Hospital tariffs 2025: Fairness cannot be decreed, it must be proven, starting with the financing of the wage agreement expected by the sector’s 170,000 healthcare professionals
The Ministry of Health’s assertion of ‘achieved’ fairness in hospital tariffs between public and private hospitals is undoubtedly a successful communications exercise. Unfortunately, it does not stand up to the test of facts and demonstration. It is particularly in the social sphere that the gap between the announcements and the actual needs to implement an ambitious pay policy for the benefit of professionals in the private sector is widest. And clearly, it’s not enough!

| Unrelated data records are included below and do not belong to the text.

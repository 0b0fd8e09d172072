//! Depot helper extensions.

use std::{any::Any, sync::Arc};

use salvo::prelude::{Depot, StatusError};
use tracing::error;

use crate::state::State;

/// Helpers for pulling injected values out of the depot.
pub(crate) trait DepotExt {
    fn obtain_or_500<T: Any + Send + Sync>(&self) -> Result<&T, StatusError>;

    /// Shared server state injected by the router.
    fn state(&self) -> Result<&Arc<State>, StatusError> {
        self.obtain_or_500::<Arc<State>>()
    }
}

impl DepotExt for Depot {
    fn obtain_or_500<T: Any + Send + Sync>(&self) -> Result<&T, StatusError> {
        self.obtain::<T>().map_err(|_ignored| {
            error!("depot is missing {}", std::any::type_name::<T>());

            StatusError::internal_server_error()
        })
    }
}
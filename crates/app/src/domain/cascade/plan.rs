//! Per-item cascade decisions, computed before anything is written.

use jiff::Timestamp;
use reprieve::{CascadeStage, CategoryHeuristics, RescueState, classify};
use smallvec::smallvec;

use crate::domain::{
    cascade::{data::ItemFlag, errors::CascadeServiceError},
    items::records::ItemRecord,
    rescues::{data::NewRescueRequest, records::RescueRequestUuid},
};

#[derive(Debug, Clone, PartialEq, Eq)]
pub(crate) struct ItemPlan {
    pub(crate) stage: CascadeStage,
    pub(crate) flag: ItemFlag,
    pub(crate) offer: Option<NewRescueRequest>,
}

/// Decide what happens to `item` at `now`.
///
/// Returns `None` for items outside the cascade window, including expired ones. Price
/// fields are only rewritten for stages that carry a discount.
pub(crate) fn plan_item(
    item: &ItemRecord,
    now: Timestamp,
    heuristics: &CategoryHeuristics,
) -> Result<Option<ItemPlan>, CascadeServiceError> {
    let Some(expires_at) = item.expires_at else {
        return Ok(None);
    };

    let Some(classification) = classify(now, expires_at) else {
        return Ok(None);
    };

    let (discount, current_price) = if classification.changes_price() {
        (
            classification.discount,
            classification.discount.apply(item.base_price)?,
        )
    } else {
        (item.discount, item.current_price)
    };

    let offer = if classification.action.creates_offer() {
        let days_until_expiration = i32::try_from(classification.days_left)
            .map_err(|_| CascadeServiceError::InvalidData)?;

        Some(NewRescueRequest {
            uuid: RescueRequestUuid::new(),
            location_uuid: item.location_uuid,
            stage: classification.stage,
            days_until_expiration,
            items: smallvec![item.uuid],
            totals: heuristics.totals(item.category, item.quantity_on_hand, item.base_price)?,
        })
    } else {
        None
    };

    Ok(Some(ItemPlan {
        stage: classification.stage,
        flag: ItemFlag {
            item_uuid: item.uuid,
            rescue_state: RescueState::from(classification.action),
            discount,
            current_price,
            flagged_at: now,
        },
        offer,
    }))
}

#[cfg(test)]
mod tests {
    use jiff::SignedDuration;
    use reprieve::{Category, DiscountPercent};
    use rust_decimal::Decimal;
    use testresult::TestResult;

    use crate::domain::{items::records::ItemUuid, locations::records::LocationUuid};

    use super::*;

    fn item(now: Timestamp, expires_in: SignedDuration) -> ItemRecord {
        ItemRecord {
            uuid: ItemUuid::new(),
            location_uuid: LocationUuid::new(),
            name: "Sourdough".to_string(),
            category: Category::Bakery,
            quantity_on_hand: 8,
            expires_at: Some(now + expires_in),
            base_price: 450,
            current_price: 450,
            discount: DiscountPercent::ZERO,
            rescue_state: RescueState::None,
            flagged_at: None,
            created_at: now,
            updated_at: now,
            deleted_at: None,
        }
    }

    #[test]
    fn six_days_out_reduces_price_by_ten_percent() -> TestResult {
        let now = Timestamp::now();
        let item = item(now, SignedDuration::from_hours(24 * 6));

        let plan = plan_item(&item, now, &CategoryHeuristics::default())?
            .ok_or("expected a plan")?;

        assert_eq!(plan.stage, CascadeStage::One);
        assert_eq!(plan.flag.rescue_state, RescueState::PriceReduced);
        assert_eq!(plan.flag.discount, DiscountPercent::TEN);
        assert_eq!(plan.flag.current_price, 405);
        assert_eq!(plan.flag.flagged_at, now);
        assert!(plan.offer.is_none());

        Ok(())
    }

    #[test]
    fn thirty_six_hours_out_offers_donation_without_repricing() -> TestResult {
        let now = Timestamp::now();
        let item = item(now, SignedDuration::from_hours(36));

        let plan = plan_item(&item, now, &CategoryHeuristics::default())?
            .ok_or("expected a plan")?;

        assert_eq!(plan.stage, CascadeStage::Three);
        assert_eq!(plan.flag.rescue_state, RescueState::DonationOffered);
        assert_eq!(plan.flag.discount, DiscountPercent::ZERO);
        assert_eq!(plan.flag.current_price, 450);

        let offer = plan.offer.ok_or("expected an offer")?;

        assert_eq!(offer.stage, CascadeStage::Three);
        assert_eq!(offer.days_until_expiration, 2);
        assert_eq!(offer.location_uuid, item.location_uuid);
        assert_eq!(offer.items.as_slice(), &[item.uuid]);
        assert_eq!(offer.totals.total_value, 3_600);
        assert_eq!(offer.totals.total_weight_kg, Decimal::from(8));
        assert_eq!(offer.totals.estimated_impact_kg, Decimal::from(20));

        Ok(())
    }

    #[test]
    fn expired_within_the_day_is_final_sale_at_seventy_percent() -> TestResult {
        let now = Timestamp::now();
        let item = item(now, SignedDuration::from_hours(-6));

        let plan = plan_item(&item, now, &CategoryHeuristics::default())?
            .ok_or("expected a plan")?;

        assert_eq!(plan.stage, CascadeStage::Four);
        assert_eq!(plan.flag.rescue_state, RescueState::FinalSale);
        assert_eq!(plan.flag.current_price, 135);
        assert!(plan.offer.is_none());

        Ok(())
    }

    #[test]
    fn items_outside_window_are_left_alone() -> TestResult {
        let now = Timestamp::now();
        let heuristics = CategoryHeuristics::default();

        let fresh = item(now, SignedDuration::from_hours(24 * 9));
        let expired = item(now, SignedDuration::from_hours(-30));

        let mut undated = item(now, SignedDuration::ZERO);
        undated.expires_at = None;

        assert!(plan_item(&fresh, now, &heuristics)?.is_none());
        assert!(plan_item(&expired, now, &heuristics)?.is_none());
        assert!(plan_item(&undated, now, &heuristics)?.is_none());

        Ok(())
    }

    #[test]
    fn produce_offers_use_lighter_unit_weight() -> TestResult {
        let now = Timestamp::now();

        let mut item = item(now, SignedDuration::from_hours(24));
        item.category = Category::Produce;
        item.quantity_on_hand = 10;

        let plan = plan_item(&item, now, &CategoryHeuristics::default())?
            .ok_or("expected a plan")?;

        let offer = plan.offer.ok_or("expected an offer")?;

        assert_eq!(offer.totals.total_weight_kg, Decimal::from(5));

        Ok(())
    }
}
//! Cascade Data

use jiff::Timestamp;
use reprieve::{DiscountPercent, RescueState};

use crate::domain::items::records::ItemUuid;

/// The mutation a cascade run applies to one unflagged item.
#[derive(Debug, Clone, Copy, PartialEq, Eq)]
pub struct ItemFlag {
    pub item_uuid: ItemUuid,
    pub rescue_state: RescueState,
    pub discount: DiscountPercent,

    /// Recomputed from the base price and `discount`, never set on its own.
    pub current_price: u64,

    pub flagged_at: Timestamp,
}
//! Result helper extensions for HTTP handlers.

use std::fmt::Display;

use salvo::prelude::StatusError;
use tracing::debug;

/// Map a parse failure to an HTTP error, logging the cause.
pub(crate) trait ResultExt<T> {
    /// Reject the request as malformed, using `brief` as the response message.
    fn or_400(self, brief: &str) -> Result<T, StatusError>;
}

impl<T, E> ResultExt<T> for Result<T, E>
where
    E: Display,
{
    fn or_400(self, brief: &str) -> Result<T, StatusError> {
        self.map_err(|error| {
            debug!("{brief}: {error}");

            StatusError::bad_request().brief(brief)
        })
    }
}
//! Test Helpers

use jiff::{SignedDuration, Timestamp};
use reprieve::Category;

use crate::{
    domain::{
        cascade::CascadeService,
        items::{
            ItemsService, ItemsServiceError,
            data::NewItem,
            records::{ItemRecord, ItemUuid},
        },
        locations::records::LocationUuid,
        rescues::{
            RescueRequestsService,
            data::RescueRequestFilter,
            records::RescueRequestRecord,
        },
    },
    test::TestContext,
};

/// The current time truncated to whole seconds, so values survive a round trip through
/// `TIMESTAMPTZ` unchanged.
pub(crate) fn now() -> Timestamp {
    Timestamp::from_second(Timestamp::now().as_second()).expect("current time is in range")
}

pub(crate) async fn create_item(
    ctx: &TestContext,
    location: LocationUuid,
    category: Category,
    quantity_on_hand: u32,
    expires_at: Option<Timestamp>,
) -> Result<ItemRecord, ItemsServiceError> {
    ctx.items
        .create_item(NewItem {
            uuid: ItemUuid::new(),
            location_uuid: location,
            name: format!("{category} item"),
            category,
            quantity_on_hand,
            expires_at,
            base_price: 500,
        })
        .await
}

/// Create an item `expires_in` from `now` at the default test location.
pub(crate) async fn create_expiring_item(
    ctx: &TestContext,
    now: Timestamp,
    expires_in: SignedDuration,
) -> Result<ItemRecord, ItemsServiceError> {
    create_item(ctx, ctx.location_uuid, Category::Dairy, 4, Some(now + expires_in)).await
}

/// Run a cascade over a single item 36 hours from expiry and return the offer it produced.
pub(crate) async fn create_pending_request(
    ctx: &TestContext,
    now: Timestamp,
) -> (ItemRecord, RescueRequestRecord) {
    let item = create_expiring_item(ctx, now, SignedDuration::from_hours(36))
        .await
        .expect("Failed to create donation-stage item");

    ctx.cascade
        .run_cascade(ctx.location_uuid, now)
        .await
        .expect("Failed to run cascade");

    let requests = ctx
        .rescues
        .list_rescue_requests(RescueRequestFilter {
            location_uuid: Some(ctx.location_uuid),
            ..RescueRequestFilter::default()
        })
        .await
        .expect("Failed to list rescue requests");

    let request = requests
        .into_iter()
        .find(|request| request.items.contains(&item.uuid))
        .expect("cascade did not create a request for the item");

    (item, request)
}
//! Get Rescue Request Handler

use salvo::{oapi::extract::PathParam, prelude::*};
use uuid::Uuid;

use crate::{
    extensions::*,
    rescue_requests::{errors::into_status_error, models::RescueRequestResponse},
};

/// Get Rescue Request Handler
#[endpoint(
    tags("rescue-requests"),
    summary = "Get Rescue Request",
    responses(
        (status_code = StatusCode::OK, description = "The rescue request"),
        (status_code = StatusCode::NOT_FOUND, description = "Rescue request not found"),
        (status_code = StatusCode::INTERNAL_SERVER_ERROR, description = "Internal Server Error"),
    ),
)]
pub(crate) async fn handler(
    uuid: PathParam<Uuid>,
    depot: &mut Depot,
) -> Result<Json<RescueRequestResponse>, StatusError> {
    let state = depot.state()?;

    let request = state
        .app
        .rescues
        .get_rescue_request(uuid.into_inner().into())
        .await
        .map_err(into_status_error)?;

    Ok(Json(request.into()))
}
//! Inventory snapshot and item flagging for cascade runs.

use jiff_sqlx::Timestamp as SqlxTimestamp;
use reprieve::RescueState;
use sqlx::{Postgres, Transaction, query, query_as};

use crate::domain::{
    cascade::data::ItemFlag,
    columns::amount_to_i64,
    items::records::ItemRecord,
    locations::records::LocationUuid,
};

const SNAPSHOT_INVENTORY_SQL: &str = include_str!("sql/snapshot_inventory.sql");
const FLAG_ITEM_SQL: &str = include_str!("sql/flag_item.sql");

#[derive(Debug, Clone, Default)]
pub(crate) struct PgInventoryRepository;

impl PgInventoryRepository {
    #[must_use]
    pub(crate) fn new() -> Self {
        Self
    }

    /// Unflagged, in-stock items with a known expiry, locked for the rest of `tx`.
    ///
    /// Rows already locked by a concurrent run are skipped rather than waited on, so two
    /// runs over the same location never see the same item.
    #[tracing::instrument(
        name = "cascade.inventory.snapshot",
        skip(self, tx),
        fields(location_uuid = %location, candidates = tracing::field::Empty)
    )]
    pub(crate) async fn snapshot(
        &self,
        tx: &mut Transaction<'_, Postgres>,
        location: LocationUuid,
    ) -> Result<Vec<ItemRecord>, sqlx::Error> {
        let items = query_as::<Postgres, ItemRecord>(SNAPSHOT_INVENTORY_SQL)
            .bind(location.into_uuid())
            .bind(RescueState::None.as_str())
            .fetch_all(&mut **tx)
            .await?;

        tracing::Span::current().record("candidates", items.len());

        Ok(items)
    }

    /// Applies `flag` only while the item is still unflagged. Returns the rows affected.
    pub(crate) async fn flag_item(
        &self,
        tx: &mut Transaction<'_, Postgres>,
        flag: ItemFlag,
    ) -> Result<u64, sqlx::Error> {
        let current_price = amount_to_i64("current_price", flag.current_price)?;

        let rows_affected = query(FLAG_ITEM_SQL)
            .bind(flag.item_uuid.into_uuid())
            .bind(flag.rescue_state.as_str())
            .bind(i16::from(flag.discount.value()))
            .bind(current_price)
            .bind(SqlxTimestamp::from(flag.flagged_at))
            .bind(RescueState::None.as_str())
            .execute(&mut **tx)
            .await?
            .rows_affected();

        Ok(rows_affected)
    }
}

NO, the tariffs announced do not reflect the difficulties faced by healthcare establishments, and flout the commitments made by the Government
On 24 March 2025, the government announced a 0.5% increase in hospital tariffs for 2025 for both the public and private sectors. In reality, this increase is a sham, as it does not create any new resources. Inflation, estimated at 1.5% in the construction of the National Health Insurance Expenditure Target (ONDAM) for hospitals, has not been taken into account, and the liability of underfunding remains very high: one billion euros of inflation without compensation over the last three years, putting private health establishments in the red to an unprecedented extent: 45% will be in deficit in 2025, compared with 29% in 2022.
The commitments made by the Government have therefore not been honoured. The application of the abolition of the coefficient designed to neutralise the impact of tax and social security cuts (CICE), although duly promised, has been unjustifiably truncated for 2025, reducing private sector resources by €43m, even though a decree dated 31 December 2024 clearly formalised this abolition.
The gulf between the commitment to support the hospital sector in all its aspects and the reality of the decisions made has one major consequence: the impossibility of implementing a pay policy worthy of the name for healthcare professionals who deserve and expect it.
NO, the Government’s social promise to private sector healthcare professionals has not been kept
The Ministry has announced a sum of €80 million to finance the pay rise agreement for professionals in the private sector, known as ‘Avenant 33’. What’s more, this amount is likely to be reconsidered in 2026, creating uncertainty in a context of political instability. In addition to the substantial contribution from healthcare institutions, which will bear 53% of the total cost, the amount required to finance the application of the agreement is €140m.
The proposed budget therefore makes it impossible to implement the wage agreement, which was signed by a majority of the sector’s 170,000 healthcare professionals and which they are eagerly awaiting. The sustainability of the private sector, which is already in deficit, is at stake.
In a sector that is exclusively regulated by the State, the FHP points out that healthcare professionals in the private sector are paid on average 16% less than their counterparts in the public sector, and even 18% less for nurses and 31% less for care assistants. There is a pressing social need for a pay policy that provides a framework for professionals in the private sector. Failing to respond to this will create the conditions for social tensions.
NO, there is no equity between the public and private sectors
The figures speak for themselves. Here are a few examples:
– The public sector benefited from a significant increase in its tariffs in 2024 (+4.4% vs. 0.4% for the private sector), in order to incorporate the salary increases granted. In the private sector, these salary increases were refused.
– 200 million has been allocated to public-sector establishments in difficulty, by redistribution following the abolition of the ‘SMA’ funding guarantee, without private-sector establishments, 45% of which are in deficit, benefiting. This funding is matched by a €400m ‘establishments in difficulty’ envelope, 91% of which is allocated to public establishments. This means that a total of €560m of support is earmarked solely for public establishments in difficulty, in addition to the increase in tariffs.- The reform of the financing of medical and rehabilitation care (SMR) has led to a differential in tariffs between the public and private sectors, which by 2024 will have risen from 40% to 85% for treatment of identical patients, leaving private SMR establishments in an inextricable equation.
NO, the current situation is untenable, offers no prospects for the sector and requires immediate adjustments.
Lamine Gharbi, President of the FHP: ‘Through this pricing campaign, the FHP was waiting for a clear sign from the Government, in line with its commitments, in particular for the implementation of the ‘Avenant 33’. Fairness, real fairness, cannot just be a communications argument; it must be translated into concrete action for hospitals, professionals and patients. I call for the political positions taken to be drastically revised in the interests of everyone, to meet the conditions for implementing the pay deal that professionals are waiting for, and which is currently at a complete impasse.”